ESPE Yearbook of Paediatric Endocrinology

Proc Natl Acad Sci USA. 2024;121(52):e2405850121. doi: 10.1073/pnas.2405850121

Brief summary: This prospective, case control study shows that the cortisol awakening response (CAR) proactively tunes large scale brain network dynamics to optimize emotional discrimination and working memory, underlining its critical role in human adaptive cognition.

Comment: As a hallmark of human endocrine activity, the cortisol awakening response (CAR), i.e. the natural rise in cortisol concentrations shortly after waking, plays a critical role in proactively modulating emotional and executive functions (1-7). This study investigated how the CAR affects the brain’s dynamic reconfiguration and supports emotional and executive functions. While CAR is thought to play a proactive role in preparing the brain for daily challenges, the underlying neural mechanisms have not been delineated.

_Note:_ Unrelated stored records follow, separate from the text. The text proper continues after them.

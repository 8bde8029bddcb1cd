mod demo;

use std::path::{Path, PathBuf};

use anyhow::{Context, Result, bail};
use clap::{Parser, ValueEnum};
use lantern_video::logging::{LoggingConfig, init_logging};
use lantern_video::paint::Color;
use lantern_video::renderer::NullRenderer;
use lantern_video::texture::TextureManager;
use lantern_video::{Compositor, DrawingContext, LightmapFilter, Surface};

#[derive(Parser, Debug)]
#[command(name = "lantern-viewer")]
#[command(about = "Loads a surface, records a demo frame and replays it headless")]
#[command(version)]
struct Args {
    /// Surface description (`.surface`) or image file
    surface: PathBuf,

    /// Directory texture paths are resolved against; `SURFACE` is then
    /// relative to it. Defaults to the directory containing `SURFACE`.
    #[arg(long)]
    texture_root: Option<PathBuf>,

    /// Ambient light color; anything but white enables the lightmap
    #[arg(long, num_args = 3, value_names = ["R", "G", "B"])]
    ambient: Option<Vec<f32>>,

    /// Which layers to list in the replay summary
    #[arg(long, value_enum, default_value_t = Filter::All)]
    filter: Filter,

    /// Log filter in env_logger syntax (falls back to RUST_LOG)
    #[arg(long)]
    log: Option<String>,
}

#[derive(Copy, Clone, Debug, PartialEq, Eq, ValueEnum)]
enum Filter {
    All,
    Below,
    Above,
}

impl From<Filter> for LightmapFilter {
    fn from(f: Filter) -> Self {
        match f {
            Filter::All => LightmapFilter::All,
            Filter::Below => LightmapFilter::BelowLightmap,
            Filter::Above => LightmapFilter::AboveLightmap,
        }
    }
}

/// Splits `SURFACE` into a texture root and a path relative to it.
fn resolve(surface: &Path, texture_root: Option<&Path>) -> (PathBuf, PathBuf) {
    match texture_root {
        Some(root) => (root.to_path_buf(), surface.to_path_buf()),
        None => {
            let root = surface.parent().map(Path::to_path_buf).unwrap_or_default();
            let file = surface.file_name().map(PathBuf::from).unwrap_or_default();
            (root, file)
        }
    }
}

fn ambient_color(components: Option<&[f32]>) -> Result<Color> {
    let Some(components) = components else {
        return Ok(Color::WHITE);
    };
    if let Some(c) = components.iter().find(|c| !(0.0..=1.0).contains(*c)) {
        bail!("ambient components must be within 0..=1, got {c}");
    }
    let color = Color::from_components(components)
        .with_context(|| format!("expected R G B ambient components, got {} values", components.len()))?;
    // The lightmap is cleared to the ambient color; it is always opaque.
    Ok(Color { a: 1.0, ..color })
}

fn main() -> Result<()> {
    let args = Args::parse();
    init_logging(LoggingConfig::with_filter(args.log.clone()));

    let ambient = ambient_color(args.ambient.as_deref())?;
    let (root, file) = resolve(&args.surface, args.texture_root.as_deref());
    log::info!("texture root: {}", root.display());

    let mut textures = TextureManager::with_root(&root);
    let surface = Surface::load(&mut textures, &file)
        .with_context(|| format!("failed to load surface {}", args.surface.display()))?;
    if surface.texture().is_missing() {
        log::warn!("{} has no usable texture; drawing the placeholder", file.display());
    }
    log::info!(
        "surface {}: {}x{} from {}",
        file.display(),
        surface.width(),
        surface.height(),
        surface.texture().source().display()
    );

    let mut ctx = DrawingContext::new(demo::SCREEN);
    ctx.set_ambient_color(ambient);
    let probe = demo::record_frame(&mut ctx, &surface);

    let mut renderer = NullRenderer::new().with_pixel_color(ambient);
    Compositor::render(&mut ctx, &mut renderer);

    let filter = LightmapFilter::from(args.filter);
    println!("frame: {} passes, {} lightmap composites", renderer.passes(), renderer.composites());
    for s in renderer.submissions().iter().filter(|s| filter.accepts(s.layer)) {
        println!("  {:<9} {:>5}  {}", format!("{:?}", s.target), s.layer.0, s.kind);
    }
    println!("center pixel: {:?}", probe.get());

    let stats = textures.cache_stats();
    println!("textures: {} live / {} cached", stats.live, stats.total);

    Ok(())
}

#[cfg(test)]
mod tests {
    use super::*;

    #[test]
    fn parses_full_command_line() {
        let args = Args::try_parse_from([
            "lantern-viewer",
            "tux.surface",
            "--texture-root",
            "data/images",
            "--ambient",
            "0.2",
            "0.3",
            "0.4",
            "--filter",
            "below",
        ])
        .unwrap();
        assert_eq!(args.surface, PathBuf::from("tux.surface"));
        assert_eq!(args.ambient, Some(vec![0.2, 0.3, 0.4]));
        assert_eq!(args.filter, Filter::Below);
        assert!(args.log.is_none());
    }

    #[test]
    fn ambient_needs_three_components() {
        assert!(Args::try_parse_from(["lantern-viewer", "a.png", "--ambient", "0.5"]).is_err());
        assert_eq!(ambient_color(None).unwrap(), Color::WHITE);
        assert!(ambient_color(Some(&[1.5, 0.0, 0.0])).is_err());
        assert!(ambient_color(Some(&[0.5, 0.5])).is_err());
        assert_eq!(ambient_color(Some(&[0.2, 0.3, 0.4])).unwrap(), Color::rgb(0.2, 0.3, 0.4));
        assert_eq!(ambient_color(Some(&[0.2, 0.3, 0.4, 0.0])).unwrap(), Color::rgb(0.2, 0.3, 0.4));
    }

    #[test]
    fn surface_path_defaults_to_its_directory() {
        let (root, file) = resolve(Path::new("assets/demo.surface"), None);
        assert_eq!((root, file), (PathBuf::from("assets"), PathBuf::from("demo.surface")));

        let (root, file) = resolve(Path::new("demo.surface"), Some(Path::new("assets")));
        assert_eq!((root, file), (PathBuf::from("assets"), PathBuf::from("demo.surface")));
    }

    #[test]
    fn bundled_demo_surface_loads() {
        let dir = Path::new(env!("CARGO_MANIFEST_DIR")).join("assets");
        let mut textures = TextureManager::with_root(&dir);
        let surface = Surface::load(&mut textures, "demo.surface").unwrap();
        assert!(!surface.texture().is_missing());
        assert_eq!((surface.width(), surface.height()), (32, 32));
    }
}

The authors investigated large-scale brain networks involved in emotional and executive functions in 122 male volunteers; 62 participants (mean age: 22.9 years; range: 18 to 27 years) in Cohort 1 and 60 participants in Cohort 2 (21.6 years; 20 to 24 years). Participants were given low dose dexamethasone (DXM, 0.5 mg) to suppress CAR, or placebo, the night before fMRI scans. The next afternoon, they performed 3 tasks: rest, emotional discrimination, and 2 back working memory (WM), while fMRI data were analyzed using a hidden Markov model (HMM) to identify transient “brain states” across 14 large scale networks.

In terms of behavior, suppression of CAR selectively impaired emotional discrimination performance without affecting WM. Conversely, participants with robust CAR levels showed better performance across both tasks. Furthermore, CAR suppression reduced both the fractional occupancy (how often a network state is active) and mean lifetime of task relevant brain states during emotion and WM tasks. Using information theoretic measures, the authors found that lower CAR increased transition complexity, i.e., less efficient shifting, among visual sensory and salience anchored states during emotional tasks. Interestingly, the opposite pattern appeared during the WM task, where complexity decreased among executive control and visuospatial networks.

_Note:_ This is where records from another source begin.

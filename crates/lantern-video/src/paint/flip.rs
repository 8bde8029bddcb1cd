use core::ops::{BitOr, BitXor, BitXorAssign};

/// Mirroring applied to a surface at draw time.
///
/// A two-bit set: horizontal and vertical. Flips compose with `^`, so applying
/// the same flip twice restores the original orientation.
#[derive(Debug, Copy, Clone, Default, Eq, PartialEq, Hash)]
pub struct Flip(u8);

impl Flip {
    pub const NONE: Flip = Flip(0);
    pub const HORIZONTAL: Flip = Flip(1);
    pub const VERTICAL: Flip = Flip(2);
    pub const BOTH: Flip = Flip(3);

    /// Builds a flip from the `(horizontal, vertical)` pair used in data files.
    #[inline]
    pub const fn from_axes(horizontal: bool, vertical: bool) -> Self {
        Flip((horizontal as u8) | ((vertical as u8) << 1))
    }

    #[inline]
    pub const fn is_horizontal(self) -> bool {
        self.0 & Self::HORIZONTAL.0 != 0
    }

    #[inline]
    pub const fn is_vertical(self) -> bool {
        self.0 & Self::VERTICAL.0 != 0
    }

    #[inline]
    pub const fn is_none(self) -> bool {
        self.0 == 0
    }
}

impl BitXor for Flip {
    type Output = Flip;
    #[inline]
    fn bitxor(self, rhs: Flip) -> Flip {
        Flip(self.0 ^ rhs.0)
    }
}

impl BitXorAssign for Flip {
    #[inline]
    fn bitxor_assign(&mut self, rhs: Flip) {
        self.0 ^= rhs.0;
    }
}

impl BitOr for Flip {
    type Output = Flip;
    #[inline]
    fn bitor(self, rhs: Flip) -> Flip {
        Flip(self.0 | rhs.0)
    }
}

#[cfg(test)]
mod tests {
    use super::*;

    #[test]
    fn xor_is_an_involution() {
        for f in [Flip::NONE, Flip::HORIZONTAL, Flip::VERTICAL, Flip::BOTH] {
            for g in [Flip::NONE, Flip::HORIZONTAL, Flip::VERTICAL, Flip::BOTH] {
                assert_eq!(f ^ g ^ g, f);
            }
        }
    }

    #[test]
    fn from_axes_matches_constants() {
        assert_eq!(Flip::from_axes(false, false), Flip::NONE);
        assert_eq!(Flip::from_axes(true, false), Flip::HORIZONTAL);
        assert_eq!(Flip::from_axes(false, true), Flip::VERTICAL);
        assert_eq!(Flip::from_axes(true, true), Flip::HORIZONTAL | Flip::VERTICAL);
    }

    #[test]
    fn axis_queries() {
        assert!(Flip::BOTH.is_horizontal() && Flip::BOTH.is_vertical());
        assert!(!Flip::VERTICAL.is_horizontal());
        assert!(Flip::default().is_none());
    }
}
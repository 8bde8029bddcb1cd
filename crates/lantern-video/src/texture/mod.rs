//! Texture handles and the shared texture cache.
//!
//! A `Texture` here is metadata: where the pixels come from, how large they
//! are, and how they are sampled. Uploading pixels is the renderer backend's
//! business.

mod loader;
mod manager;
mod handle;

pub use loader::{ImageProbe, TextureLoader};
pub use manager::{CacheStats, TextureManager};
pub use handle::{Sampler, Texture, TextureFilter, TexturePtr, WrapMode};

#[cfg(test)]
pub(crate) use manager::tests::manager as fake_manager;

These findings show that CAR shapes the brain’s ability to dynamically allocate resources to emotional and executive processing. CAR elevates both the frequency and stability of functionally specialized brain states and refines the complexity of state-to-state transitions in a task-specific manner. By establishing a causal link between CAR and brain network dynamics, this study presents a neuroendocrine mechanism for how cortisol prepares the mind for daily emotional and cognitive demands. Furthermore, it provides evidence that the CAR proactively tunes large scale brain network dynamics to optimize emotional discrimination and working memory, underlining its critical role in human adaptive cognition. However, this study has several limitations. First, it focused on CAR in males to avoid the confounding effect of female menstrual cycles, so may not be generalizable to females. Furthermore, it did not include concurrent measures of physiologic activity and task-induced transient modulators that may interplay with CAR. Future studies with optimal design and innovative neuroimaging techniques are required to address the mechanisms underlying time-dependent effects of CAR in the morning and in the afternoon.

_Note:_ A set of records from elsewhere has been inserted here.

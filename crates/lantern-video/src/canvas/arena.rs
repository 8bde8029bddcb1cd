use super::DrawingRequest;

/// Handle to a request stored in a [`RequestArena`].
///
/// Handles carry the arena generation they were issued in; after
/// [`RequestArena::reset`] every older handle resolves to `None`.
#[derive(Debug, Copy, Clone, Eq, PartialEq, Hash)]
pub struct RequestHandle {
    index: u32,
    generation: u32,
}

/// Frame-scoped request storage.
///
/// Requests are appended and never freed individually; `reset()` drops them
/// all at once and bumps the generation. Capacity is kept for reuse, so a
/// warmed arena does not allocate per frame.
#[derive(Debug, Default)]
pub struct RequestArena {
    slots: Vec<DrawingRequest>,
    generation: u32,
}

impl RequestArena {
    #[inline]
    pub fn new() -> Self {
        Self::default()
    }

    /// Stores `request` and returns its handle. O(1) amortised.
    #[inline]
    pub fn alloc(&mut self, request: DrawingRequest) -> RequestHandle {
        let index = self.slots.len() as u32;
        self.slots.push(request);
        RequestHandle { index, generation: self.generation }
    }

    /// Resolves a handle issued since the last reset.
    #[inline]
    pub fn get(&self, handle: RequestHandle) -> Option<&DrawingRequest> {
        if handle.generation != self.generation {
            return None;
        }
        self.slots.get(handle.index as usize)
    }

    /// Drops every stored request and invalidates all outstanding handles.
    #[inline]
    pub fn reset(&mut self) {
        self.slots.clear();
        self.generation = self.generation.wrapping_add(1);
    }

    #[inline]
    pub fn len(&self) -> usize {
        self.slots.len()
    }

    #[inline]
    pub fn is_empty(&self) -> bool {
        self.slots.is_empty()
    }

    #[inline]
    pub fn generation(&self) -> u32 {
        self.generation
    }
}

References: 1. McEwen B S, Akil H. Revisiting the stress concept: Implications for affective disorders. J. Neurosci. 2020: 40: 12–21.2. de Kloet ER, Joëls M, Holsboer F. Stress and the brain: From adaptation to disease. Nat. Revi. Neurosci. 2005; 6: 463–475.3. Lupien SJ, McEwen BS, Gunnar MR, Heim C. Effects of stress throughout the lifespan on the brain, behaviour and cognition. Nat. Rev. Neurosci. 2009; 10: 434–445.4. Clow A, Thorn L, Evans P, Hucklebridge F. The awakening cortisol response: Methodological issues and significance. Stress 2004; 7: 29–37.5. Law R, Clow A. “Chapter 8: Stress, the cortisol awakening response and cognitive function” in International Review of Neurobiology, Clow A, Smyth N, Eds. (Academic Press, 2020), vol. 150, pp. 187–217.6. Moriarty AS, et al. Cortisol awakening response and spatial working memory in man: A U-shaped relationship. Hum. Psychopharmacol. Clin. Exp. 2014; 29: 295–298.7. Xiong B., et al. Brain preparedness: The proactive role of the cortisol awakening response in hippocampal-prefrontal functional interactions. Prog. Neurobiol. 2021; 205: 102127.